Proactively asking about allergens: Lay summary
The study found that customers who were proactively asked about allergens were more confident that they could identify ingredients.
Roughly 5% of the UK population report having a food hypersensitivity, which includes both food intolerances and allergic reactions (Turner et al., 2021). People may be more likely to have allergic reactions when eating out of home: the majority of deaths due to food allergens between 1992 and 2012 occurred as a result of food being bought from food businesses (Turner et al., 2015). However, research suggests that customers with allergies may be reluctant to actively seek information about allergens (Barnett et al., 2017; Barnett, Vasileiou and Lucas, 2020). Therefore, the Food Standard Agency (FSA) commissioned the Behavioural Practice to run a field trial, partnering with a national Food Business Organisation (FBO), to test whether staff proactively asking customers about allergens would increase customers’ confidence that they could identify ingredients that they have allergies or intolerances to, their comfort in asking about ingredients, and their perceptions of food safety regarding food and drink sold by the FBO.

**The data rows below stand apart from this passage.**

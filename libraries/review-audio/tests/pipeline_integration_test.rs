//! Integration tests across decode, detection, trimming and encoding

use review_audio::silence::{ONSET_BACKOFF_MS, OFFSET_PADDING_MS};
use review_audio::{detect_silence, encode_wav, trim, SymphoniaDecoder};
use review_core::{AudioDecoder, AudioSample, DecodeHint};
use std::f32::consts::PI;

const RATE: u32 = 44_100;

/// 5 s mono clip: 0.5 s silence, 4.2 s of 0.05 amplitude tone, 0.3 s silence
fn speech_clip() -> AudioSample {
    let total = 5 * RATE as usize;
    let lead = RATE as usize / 2;
    let tail = (RATE as f32 * 0.3) as usize;
    let samples = (0..total)
        .map(|i| {
            if i < lead || i >= total - tail {
                0.0
            } else {
                0.05 * (2.0 * PI * 220.0 * i as f32 / RATE as f32).sin()
            }
        })
        .collect();
    AudioSample::mono(samples, RATE).unwrap()
}

#[test]
fn five_second_scenario_detects_speech() {
    let clip = speech_clip();
    let bounds = detect_silence(&clip);

    let expected_start = 0.4 * RATE as f64;
    let tolerance = 0.01 * RATE as f64;
    assert!(
        (bounds.start as f64 - expected_start).abs() < tolerance,
        "start {} not near {}",
        bounds.start,
        expected_start
    );
    // 4.7 s + 0.3 s padding runs past the end and is clamped
    assert_eq!(bounds.end, clip.frames());

    let trimmed = trim(&clip, bounds.start, bounds.end).unwrap();
    assert_eq!(trimmed.frames(), clip.frames() - bounds.start);
    assert!(trimmed.frames() < clip.frames());
}

#[test]
fn long_tail_is_found_by_backward_scan() {
    // Tone from 0.5 s to 3.0 s, then 2 s of silence
    let total = 5 * RATE as usize;
    let (lead, offset) = (RATE as usize / 2, 3 * RATE as usize);
    let samples = (0..total)
        .map(|i| {
            if (lead..offset).contains(&i) {
                0.05 * (2.0 * PI * 220.0 * i as f32 / RATE as f32).sin()
            } else {
                0.0
            }
        })
        .collect();
    let clip = AudioSample::mono(samples, RATE).unwrap();
    let bounds = detect_silence(&clip);

    let tolerance = 0.01 * RATE as f64;
    let expected_end = 3.3 * RATE as f64;
    assert!(
        (bounds.end as f64 - expected_end).abs() < tolerance,
        "end {} not near {}",
        bounds.end,
        expected_end
    );
    assert!(bounds.end < clip.frames());
    assert!((bounds.start as f64 - 0.4 * RATE as f64).abs() < tolerance);

    let trimmed = trim(&clip, bounds.start, bounds.end).unwrap();
    assert_eq!(trimmed.frames(), bounds.end - bounds.start);
    // Roughly 0.4 s .. 3.3 s survives
    assert!((trimmed.frames() as f64 - 2.9 * RATE as f64).abs() < 2.0 * tolerance);
}

#[test]
fn padding_constants_match_scenario() {
    assert_eq!(ONSET_BACKOFF_MS, 100);
    assert_eq!(OFFSET_PADDING_MS, 300);
}

#[test]
fn all_silent_clip_keeps_everything() {
    let clip = AudioSample::mono(vec![0.001; RATE as usize], RATE).unwrap();
    let bounds = detect_silence(&clip);
    assert_eq!((bounds.start, bounds.end), (0, clip.frames()));

    let trimmed = trim(&clip, bounds.start, bounds.end).unwrap();
    assert_eq!(trimmed, clip);
}

#[test]
fn decoder_reads_back_encoded_wav() {
    let left: Vec<f32> = (0..4_410).map(|i| 0.5 * (i as f32 * 0.05).sin()).collect();
    let right: Vec<f32> = left.iter().map(|s| -s).collect();
    let clip = AudioSample::new(vec![left, right], RATE).unwrap();

    let wav = encode_wav(&clip).unwrap();
    let mut decoder = SymphoniaDecoder::new();
    let decoded = decoder
        .decode_bytes(&wav.bytes, &DecodeHint::from_name("take.wav"))
        .unwrap();

    assert_eq!(decoded.sample_rate().as_hz(), RATE);
    assert_eq!(decoded.channel_count(), 2);
    assert_eq!(decoded.frames(), clip.frames());
    for (o, d) in clip.to_interleaved().iter().zip(decoded.to_interleaved()) {
        // Symphonia rescales by 1/32768 on the way back
        assert!((o - d).abs() < 1.0 / 16_384.0);
    }
    assert_eq!(decoder.decoded_count(), 1);
}

#[test]
fn trimmed_clip_encodes_expected_size() {
    let clip = speech_clip();
    let bounds = detect_silence(&clip);
    let trimmed = trim(&clip, bounds.start, bounds.end).unwrap();
    let wav = encode_wav(&trimmed).unwrap();
    assert_eq!(wav.bytes.len(), 44 + trimmed.frames() * 2);
}
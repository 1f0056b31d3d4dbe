/// Audio decoder implementation using Symphonia
use crate::error::{AudioError, Result};
use review_core::{AudioDecoder as AudioDecoderTrait, AudioSample, DecodeHint};
use std::io::Cursor;
use symphonia::core::audio::SampleBuffer;
use symphonia::core::codecs::DecoderOptions;
use symphonia::core::formats::FormatOptions;
use symphonia::core::io::MediaSourceStream;
use symphonia::core::meta::MetadataOptions;
use symphonia::core::probe::Hint;
use tracing::{debug, warn};

/// Audio decoder using Symphonia
///
/// Supports: MP3, FLAC, OGG, WAV, AAC
///
/// Decodes a complete in-memory file into a planar `AudioSample`, keeping
/// the source channel layout (no downmix).
pub struct SymphoniaDecoder {
    /// Number of clips decoded by this instance (the decoder is reused for a
    /// whole review session)
    decoded_count: usize,
}

impl SymphoniaDecoder {
    /// Create a new decoder
    pub fn new() -> Self {
        Self { decoded_count: 0 }
    }

    /// Number of clips decoded so far
    pub fn decoded_count(&self) -> usize {
        self.decoded_count
    }

    /// Decode a complete file held in memory
    pub fn decode(&mut self, bytes: &[u8], hint: &DecodeHint) -> Result<AudioSample> {
        if bytes.is_empty() {
            return Err(AudioError::DecodeError("empty input".to_string()));
        }

        // Create media source
        let mss = MediaSourceStream::new(Box::new(Cursor::new(bytes.to_vec())), Default::default());

        // Create a hint to help the format registry guess the format
        let mut probe_hint = Hint::new();
        if let Some(ext) = hint.extension.as_deref() {
            probe_hint.with_extension(ext);
        }
        if let Some(mime) = hint.mime_type.as_deref() {
            probe_hint.mime_type(mime);
        }

        // Probe the media source
        let probed = symphonia::default::get_probe()
            .format(
                &probe_hint,
                mss,
                &FormatOptions::default(),
                &MetadataOptions::default(),
            )
            .map_err(|e| AudioError::Symphonia(format!("Failed to probe input: {}", e)))?;

        let mut format = probed.format;

        // Find the default track
        let track = format
            .default_track()
            .ok_or_else(|| AudioError::DecodeError("No audio tracks found".to_string()))?;

        let mut sample_rate = track.codec_params.sample_rate;
        let mut channel_count = track.codec_params.channels.map(|c| c.count());
        let track_id = track.id;

        let mut decoder = symphonia::default::get_codecs()
            .make(&track.codec_params, &DecoderOptions::default())
            .map_err(|e| AudioError::Symphonia(format!("Failed to create decoder: {}", e)))?;

        let mut interleaved: Vec<f32> = Vec::new();

        loop {
            let packet = match format.next_packet() {
                Ok(packet) => packet,
                Err(symphonia::core::errors::Error::IoError(e))
                    if e.kind() == std::io::ErrorKind::UnexpectedEof =>
                {
                    break;
                }
                Err(symphonia::core::errors::Error::ResetRequired) => break,
                Err(e) => {
                    return Err(AudioError::Symphonia(format!("Error reading packet: {}", e)));
                }
            };

            // Skip packets that are not for the default track
            if packet.track_id() != track_id {
                continue;
            }

            let decoded = match decoder.decode(&packet) {
                Ok(decoded) => decoded,
                Err(symphonia::core::errors::Error::DecodeError(e)) => {
                    // Corrupt frames are skipped, the rest of the clip is still usable
                    warn!(error = %e, "Skipping undecodable packet");
                    continue;
                }
                Err(e) => return Err(AudioError::DecodeError(e.to_string())),
            };

            let spec = *decoded.spec();
            sample_rate.get_or_insert(spec.rate);
            let channels = *channel_count.get_or_insert(spec.channels.count());
            if spec.channels.count() != channels {
                return Err(AudioError::DecodeError(format!(
                    "channel count changed mid-stream ({} -> {})",
                    channels,
                    spec.channels.count()
                )));
            }

            let mut buffer = SampleBuffer::<f32>::new(decoded.capacity() as u64, spec);
            buffer.copy_interleaved_ref(decoded);
            interleaved.extend_from_slice(buffer.samples());
        }

        let channels = channel_count
            .filter(|&c| c > 0)
            .ok_or_else(|| AudioError::DecodeError("Unknown channel layout".to_string()))?;
        let sample_rate = sample_rate
            .ok_or_else(|| AudioError::DecodeError("Unknown sample rate".to_string()))?;

        // Float sources may carry intersample overs, keep the [-1, 1] contract
        for sample in &mut interleaved {
            *sample = sample.clamp(-1.0, 1.0);
        }

        let sample = AudioSample::from_interleaved(&interleaved, channels, sample_rate)?;
        self.decoded_count += 1;

        debug!(
            frames = sample.frames(),
            channels,
            sample_rate,
            "Decoded clip"
        );

        Ok(sample)
    }
}

impl Default for SymphoniaDecoder {
    fn default() -> Self {
        Self::new()
    }
}

impl AudioDecoderTrait for SymphoniaDecoder {
    fn decode_bytes(&mut self, bytes: &[u8], hint: &DecodeHint) -> review_core::Result<AudioSample> {
        Ok(self.decode(bytes, hint)?)
    }

    fn supports_extension(&self, extension: &str) -> bool {
        matches!(
            extension.to_lowercase().as_str(),
            "mp3" | "flac" | "ogg" | "oga" | "wav" | "m4a" | "aac"
        )
    }
}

We worked with 18 branches of a national FBO. Between 28th March 2022 and 30th June 2022, staff in half of those branches (the ‘intervention’ group) were told to ask “Do you have any food allergies or intolerances?” before customers placed their order. Staff in the other half of the branches were not instructed to say this. They carried on with usual practice, to serve as a ‘control’ group, in order to be able to compare whether the proactive request made a difference. Customers who entered the FBO and who placed a food order at the till were asked to complete a survey about their experience, which measured their confidence in identifying ingredients, comfort in asking about ingredients, and perceptions of food safety in the FBO. We also asked them if an employee had asked whether they had a food allergy or intolerance before they made their purchase. We pre-specified that we would measure the ‘efficacy’ of the intervention when it was correctly delivered. In other words, that we would compare the responses of customers in the intervention group who reported being asked about allergies and intolerances with customers in the control group who said they were not asked.
We found that customers in the intervention group who were proactively asked about allergens were more confident that they could identify ingredients, with almost 83.2% ‘very’ or ‘somewhat’ confident they could identify ingredients, compared to 77.2% who were not asked in the control group. (These figures relate to all customers who answered the survey and who indicated that they received the expected intervention, regardless of whether they indicated they had a food hypersensitivity or not). Those in the intervention group who were proactively asked about allergens also reported they would be more comfortable asking about ingredients, with a majority (69.5%) ‘very’ comfortable, while in the control group only half of those who were not asked (50.8%) were ‘very’ comfortable. However, there was no detectable difference in their perceptions of food safety regarding food and drink sold by the FBO. The intervention also increased customer satisfaction amongst those who received it, on three different customer satisfaction metrics.
This suggests that, if FBO staff proactively ask customers about allergens before ordering, this may help them identify ingredients in order to prevent them from suffering adverse reactions to the food. If it also improves the customer experience, then it can benefit businesses too, a win-win situation.